**ACTION ITEM**
Check the lines of the listing below for the word "enter", and state only how many have it.

EXERCISE MATERIALS below:

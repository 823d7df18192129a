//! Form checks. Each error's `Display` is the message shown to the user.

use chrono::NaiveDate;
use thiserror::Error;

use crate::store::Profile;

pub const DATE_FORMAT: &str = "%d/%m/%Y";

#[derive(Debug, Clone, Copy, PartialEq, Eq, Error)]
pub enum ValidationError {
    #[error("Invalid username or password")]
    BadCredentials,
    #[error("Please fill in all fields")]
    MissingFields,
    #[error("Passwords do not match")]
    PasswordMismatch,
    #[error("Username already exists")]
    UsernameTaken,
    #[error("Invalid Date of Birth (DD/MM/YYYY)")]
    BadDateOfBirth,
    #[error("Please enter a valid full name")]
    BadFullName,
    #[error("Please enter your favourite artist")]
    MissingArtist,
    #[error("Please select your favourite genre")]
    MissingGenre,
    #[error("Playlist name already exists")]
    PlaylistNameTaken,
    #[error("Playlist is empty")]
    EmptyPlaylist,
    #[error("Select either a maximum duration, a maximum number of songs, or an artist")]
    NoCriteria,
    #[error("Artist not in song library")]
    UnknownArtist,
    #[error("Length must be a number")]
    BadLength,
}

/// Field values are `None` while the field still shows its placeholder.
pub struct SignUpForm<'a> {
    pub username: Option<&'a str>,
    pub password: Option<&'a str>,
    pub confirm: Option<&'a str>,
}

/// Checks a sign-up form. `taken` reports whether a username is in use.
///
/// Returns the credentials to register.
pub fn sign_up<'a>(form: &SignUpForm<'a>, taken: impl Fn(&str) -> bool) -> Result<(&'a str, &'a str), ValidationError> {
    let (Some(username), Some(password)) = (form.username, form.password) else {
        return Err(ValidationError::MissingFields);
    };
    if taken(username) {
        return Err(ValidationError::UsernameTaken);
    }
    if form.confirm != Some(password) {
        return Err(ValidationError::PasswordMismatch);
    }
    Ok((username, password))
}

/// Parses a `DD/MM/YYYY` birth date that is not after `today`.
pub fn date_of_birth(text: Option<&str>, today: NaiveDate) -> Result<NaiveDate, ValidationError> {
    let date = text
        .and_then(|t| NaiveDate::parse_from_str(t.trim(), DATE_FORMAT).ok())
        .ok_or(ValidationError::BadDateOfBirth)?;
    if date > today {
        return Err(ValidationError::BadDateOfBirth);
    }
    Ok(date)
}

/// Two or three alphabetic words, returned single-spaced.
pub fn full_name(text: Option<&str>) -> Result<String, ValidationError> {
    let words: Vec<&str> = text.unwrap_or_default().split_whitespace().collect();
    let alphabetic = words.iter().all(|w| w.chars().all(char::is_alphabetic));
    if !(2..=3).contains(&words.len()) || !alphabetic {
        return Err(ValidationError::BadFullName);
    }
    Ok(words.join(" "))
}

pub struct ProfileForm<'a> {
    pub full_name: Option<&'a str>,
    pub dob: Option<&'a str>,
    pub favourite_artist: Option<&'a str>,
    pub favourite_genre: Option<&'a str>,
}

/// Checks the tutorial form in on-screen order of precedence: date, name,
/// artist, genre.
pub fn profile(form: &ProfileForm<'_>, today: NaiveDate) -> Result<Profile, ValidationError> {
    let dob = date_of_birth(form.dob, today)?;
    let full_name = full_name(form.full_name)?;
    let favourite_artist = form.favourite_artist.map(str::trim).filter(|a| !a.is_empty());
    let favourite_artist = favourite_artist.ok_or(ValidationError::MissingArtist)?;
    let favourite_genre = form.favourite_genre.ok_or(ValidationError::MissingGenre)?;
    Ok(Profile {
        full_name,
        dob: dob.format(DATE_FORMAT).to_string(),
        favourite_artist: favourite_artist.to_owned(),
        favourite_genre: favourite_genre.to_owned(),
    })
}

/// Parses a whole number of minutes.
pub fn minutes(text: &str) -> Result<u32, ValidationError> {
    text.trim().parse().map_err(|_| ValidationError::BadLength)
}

End of EXERCISE MATERIALS.

**ANSWER BOX**
2